%%

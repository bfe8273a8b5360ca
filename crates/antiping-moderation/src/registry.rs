//! Offender registry
//!
//! Maps identities to their [`Offender`] and garbage-collects idle entries.
//!
//! ## Lock Usage
//!
//! - The map sits behind a `parking_lot::RwLock` held only for lookup,
//!   insert, and removal; never while a ledger is being processed.
//! - Each offender has its own `parking_lot::Mutex`, which serializes
//!   push, expiry and classification for one identity.
//! - Lock order is map then offender. Ingestion releases the map lock before
//!   taking the offender lock, so it never holds both.
//! - Neither lock is held across `.await`.
//!
//! When the sweep removes an identity it marks the offender retired while
//! holding both locks. An ingestion that raced with the removal sees the
//! flag and re-resolves the identity instead of writing to a detached entry.

use crate::error::{ModerationError, Result};
use crate::offence::{Classification, Limits, Offence};
use crate::offender::{ModerationState, Offender};
use antiping_core::Timestamp;
use parking_lot::{Mutex, RwLock};
use std::collections::HashMap;
use std::sync::Arc;
use tracing::{debug, warn};

/// Result of recording one offence.
#[derive(Debug, Clone, PartialEq, Eq)]
pub struct RecordOutcome {
    /// State before the offence
    pub previous: ModerationState,
    /// State after the offence
    pub state: ModerationState,
    /// Classification after pushing and expiring
    pub classification: Classification,
    /// Total live weight after pushing and expiring
    pub total_weight: u64,
    /// Offences dropped by expiry during this call
    pub expired: usize,
    /// Offence discarded to make room in a full ledger
    pub evicted: Option<Offence>,
}

impl RecordOutcome {
    /// The new state if this offence moved the identity upward.
    pub fn escalation(&self) -> Option<ModerationState> {
        (self.state > self.previous).then_some(self.state)
    }
}

/// Counters from one garbage-collection pass.
#[derive(Debug, Clone, Default, PartialEq, Eq)]
pub struct SweepReport {
    /// Identities visited
    pub examined: usize,
    /// Offences dropped by expiry
    pub expired_offences: usize,
    /// Identities reset to `Okay`
    pub demoted: usize,
    /// Identities removed with empty ledgers
    pub removed: usize,
    /// Identities whose ledger could not be swept
    pub failed: usize,
}

/// Registry of tracked identities.
#[derive(Debug)]
pub struct OffenderRegistry {
    offenders: RwLock<HashMap<String, Arc<Mutex<Offender>>>>,
    history_capacity: usize,
    limits: Limits,
}

impl OffenderRegistry {
    /// Create a registry whose ledgers hold `history_capacity` offences.
    pub fn new(history_capacity: usize, limits: Limits) -> Result<Self> {
        if history_capacity == 0 {
            return Err(ModerationError::config(
                "history capacity must be greater than zero",
            ));
        }
        Ok(Self {
            offenders: RwLock::new(HashMap::new()),
            history_capacity,
            limits,
        })
    }

    /// Classification thresholds.
    pub fn limits(&self) -> &Limits {
        &self.limits
    }

    /// Number of tracked identities.
    pub fn len(&self) -> usize {
        self.offenders.read().len()
    }

    /// Whether no identities are tracked.
    pub fn is_empty(&self) -> bool {
        self.offenders.read().is_empty()
    }

    /// Current state of `identity`, if tracked.
    pub fn state_of(&self, identity: &str) -> Option<ModerationState> {
        let entry = self.offenders.read().get(identity).cloned()?;
        let state = entry.lock().state();
        Some(state)
    }

    /// Live weight of `identity`, if tracked.
    pub fn total_weight_of(&self, identity: &str) -> Option<u64> {
        let entry = self.offenders.read().get(identity).cloned()?;
        let weight = entry.lock().ledger().total_weight();
        Some(weight)
    }

    /// Return the offender for `identity`, creating an empty one on first use.
    pub fn get_or_create(&self, identity: &str) -> Result<Arc<Mutex<Offender>>> {
        if let Some(entry) = self.offenders.read().get(identity) {
            return Ok(entry.clone());
        }

        let mut offenders = self.offenders.write();
        if let Some(entry) = offenders.get(identity) {
            return Ok(entry.clone());
        }
        let entry = Arc::new(Mutex::new(Offender::new(self.history_capacity)?));
        offenders.insert(identity.to_owned(), entry.clone());
        debug!(identity, "tracking new offender");
        Ok(entry)
    }

    /// Record `offence` against `identity`, expire relative to `now`, and
    /// raise the state to match the new classification.
    pub fn record(&self, identity: &str, offence: Offence, now: Timestamp) -> Result<RecordOutcome> {
        loop {
            let entry = self.get_or_create(identity)?;
            let mut offender = entry.lock();
            if offender.is_retired() {
                continue;
            }
            let outcome = self.record_locked(&mut offender, offence, now)?;
            debug!(
                identity,
                weight = offence.weight,
                total_weight = outcome.total_weight,
                state = %outcome.state,
                "recorded offence"
            );
            return Ok(outcome);
        }
    }

    fn record_locked(
        &self,
        offender: &mut Offender,
        offence: Offence,
        now: Timestamp,
    ) -> Result<RecordOutcome> {
        let mut expired = 0;
        let mut evicted = None;

        match offender.ledger_mut().push(offence) {
            Ok(()) => {}
            Err(ModerationError::Collection(err)) if err.is_recoverable() => {
                expired += offender.ledger_mut().clear_expired(now)?.len();
                evicted = Self::make_room(offender, offence)?;
            }
            Err(err) => return Err(err),
        }

        expired += offender.ledger_mut().clear_expired(now)?.len();
        let classification = offender.ledger().classify(&self.limits);
        let previous = offender.escalate(classification);

        Ok(RecordOutcome {
            previous,
            state: offender.state(),
            classification,
            total_weight: offender.ledger().total_weight(),
            expired,
            evicted,
        })
    }

    /// Push into a ledger that was full before expiry.
    ///
    /// If it is still full, whichever of the held minimum and the new
    /// offence expires first is discarded.
    fn make_room(offender: &mut Offender, offence: Offence) -> Result<Option<Offence>> {
        let ledger = offender.ledger_mut();
        if !ledger.is_full() {
            ledger.push(offence)?;
            return Ok(None);
        }
        if ledger.oldest().is_some_and(|oldest| offence <= *oldest) {
            return Ok(Some(offence));
        }
        let evicted = ledger.pop()?;
        ledger.push(offence)?;
        Ok(Some(evicted))
    }

    /// Expire every ledger, demote identities whose ledger is back to
    /// `Okay`, and drop identities whose ledger is empty.
    pub fn gc_sweep(&self, now: Timestamp) -> SweepReport {
        let snapshot: Vec<(String, Arc<Mutex<Offender>>)> = self
            .offenders
            .read()
            .iter()
            .map(|(identity, entry)| (identity.clone(), entry.clone()))
            .collect();

        let mut report = SweepReport {
            examined: snapshot.len(),
            ..SweepReport::default()
        };
        let mut idle = Vec::new();

        for (identity, entry) in snapshot {
            let mut offender = entry.lock();
            match offender.ledger_mut().clear_expired(now) {
                Ok(removed) => report.expired_offences += removed.len(),
                Err(err) => {
                    warn!(identity = %identity, error = %err, "failed to sweep offender");
                    report.failed += 1;
                    continue;
                }
            }

            if offender.ledger().is_empty() {
                idle.push(identity);
            } else if offender.demote_if_okay(&self.limits) {
                debug!(identity = %identity, "offender demoted to okay");
                report.demoted += 1;
            }
        }

        if !idle.is_empty() {
            let mut offenders = self.offenders.write();
            for identity in idle {
                let still_idle = offenders.get(&identity).is_some_and(|entry| {
                    let mut offender = entry.lock();
                    if offender.ledger().is_empty() {
                        offender.retire();
                        true
                    } else {
                        false
                    }
                });
                if still_idle {
                    offenders.remove(&identity);
                    report.removed += 1;
                }
            }
        }

        report
    }
}

#[cfg(test)]
mod tests {
    use super::*;

    fn at(ms: u64) -> Timestamp {
        Timestamp::from_millis(ms)
    }

    fn registry(capacity: usize) -> OffenderRegistry {
        OffenderRegistry::new(capacity, Limits::new(20, 30).unwrap()).unwrap()
    }

    #[test]
    fn test_zero_capacity_rejected() {
        assert!(OffenderRegistry::new(0, Limits::new(1, 2).unwrap()).is_err());
    }

    #[test]
    fn test_get_or_create_is_lazy_and_stable() {
        let registry = registry(4);
        assert!(registry.is_empty());
        let first = registry.get_or_create("@alice:example.org").unwrap();
        let second = registry.get_or_create("@alice:example.org").unwrap();
        assert!(Arc::ptr_eq(&first, &second));
        assert_eq!(registry.len(), 1);
        assert_eq!(
            registry.state_of("@alice:example.org"),
            Some(ModerationState::Okay)
        );
        assert_eq!(registry.state_of("@bob:example.org"), None);
    }

    #[test]
    fn test_record_escalates_through_states() {
        let registry = registry(8);
        let states: Vec<ModerationState> = (0..3)
            .map(|i| {
                registry
                    .record("@spam:example.org", Offence::new(at(10_000 + i), 10), at(0))
                    .unwrap()
                    .state
            })
            .collect();
        assert_eq!(
            states,
            vec![
                ModerationState::Okay,
                ModerationState::Alerted,
                ModerationState::Banned
            ]
        );
    }

    #[test]
    fn test_new_offences_never_lower_state() {
        let registry = registry(8);
        let outcome = registry
            .record("@x:example.org", Offence::new(at(100), 30), at(0))
            .unwrap();
        assert_eq!(outcome.escalation(), Some(ModerationState::Banned));

        // The heavy offence expires during this push, but the state holds
        let outcome = registry
            .record("@x:example.org", Offence::new(at(10_000), 1), at(500))
            .unwrap();
        assert_eq!(outcome.classification, Classification::Okay);
        assert_eq!(outcome.expired, 1);
        assert_eq!(outcome.state, ModerationState::Banned);
        assert_eq!(outcome.escalation(), None);
    }

    #[test]
    fn test_full_ledger_expires_before_evicting() {
        let registry = registry(2);
        registry
            .record("@y:example.org", Offence::new(at(100), 1), at(0))
            .unwrap();
        registry
            .record("@y:example.org", Offence::new(at(200), 1), at(0))
            .unwrap();

        let outcome = registry
            .record("@y:example.org", Offence::new(at(300), 5), at(150))
            .unwrap();
        assert_eq!(outcome.expired, 1);
        assert_eq!(outcome.evicted, None);
        assert_eq!(outcome.total_weight, 6);
    }

    #[test]
    fn test_full_ledger_discards_soonest_expiring() {
        let registry = registry(2);
        for expires in [100, 200] {
            registry
                .record("@z:example.org", Offence::new(at(expires), 1), at(0))
                .unwrap();
        }

        let outcome = registry
            .record("@z:example.org", Offence::new(at(300), 7), at(0))
            .unwrap();
        assert_eq!(outcome.evicted, Some(Offence::new(at(100), 1)));
        assert_eq!(outcome.total_weight, 8);

        let outcome = registry
            .record("@z:example.org", Offence::new(at(50), 9), at(0))
            .unwrap();
        assert_eq!(outcome.evicted, Some(Offence::new(at(50), 9)));
        assert_eq!(outcome.total_weight, 8);
    }

    #[test]
    fn test_gc_removes_empty_and_demotes_okay() {
        let registry = registry(8);
        registry
            .record("@gone:example.org", Offence::new(at(100), 25), at(0))
            .unwrap();
        registry
            .record("@calm:example.org", Offence::new(at(100), 25), at(0))
            .unwrap();
        registry
            .record("@calm:example.org", Offence::new(at(5_000), 2), at(0))
            .unwrap();
        registry
            .record("@loud:example.org", Offence::new(at(5_000), 25), at(0))
            .unwrap();

        let report = registry.gc_sweep(at(1_000));
        assert_eq!(report.examined, 3);
        assert_eq!(report.expired_offences, 2);
        assert_eq!(report.removed, 1);
        assert_eq!(report.demoted, 1);

        assert_eq!(registry.state_of("@gone:example.org"), None);
        assert_eq!(
            registry.state_of("@calm:example.org"),
            Some(ModerationState::Okay)
        );
        assert_eq!(
            registry.state_of("@loud:example.org"),
            Some(ModerationState::Alerted)
        );
    }

    #[test]
    fn test_record_after_removal_uses_fresh_entry() {
        let registry = registry(4);
        registry
            .record("@back:example.org", Offence::new(at(100), 30), at(0))
            .unwrap();
        let stale = registry.get_or_create("@back:example.org").unwrap();

        registry.gc_sweep(at(1_000));
        assert!(stale.lock().is_retired());
        assert!(registry.is_empty());

        let outcome = registry
            .record("@back:example.org", Offence::new(at(9_000), 1), at(1_000))
            .unwrap();
        assert_eq!(outcome.previous, ModerationState::Okay);
        assert_eq!(registry.total_weight_of("@back:example.org"), Some(1));
    }
}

%%

Task description: Could you copy exactly the lines from the first line of the records above through the line containing "The map sits", both included, and nothing else?

Answer section:
repository bfe8273a8b5360ca
filename crates/antiping-moderation/src/registry.rs
//! Offender registry
//!
//! Maps identities to their [`Offender`] and garbage-collects idle entries.
//!
//! ## Lock Usage
//!
//! - The map sits behind a `parking_lot::RwLock` held only for lookup,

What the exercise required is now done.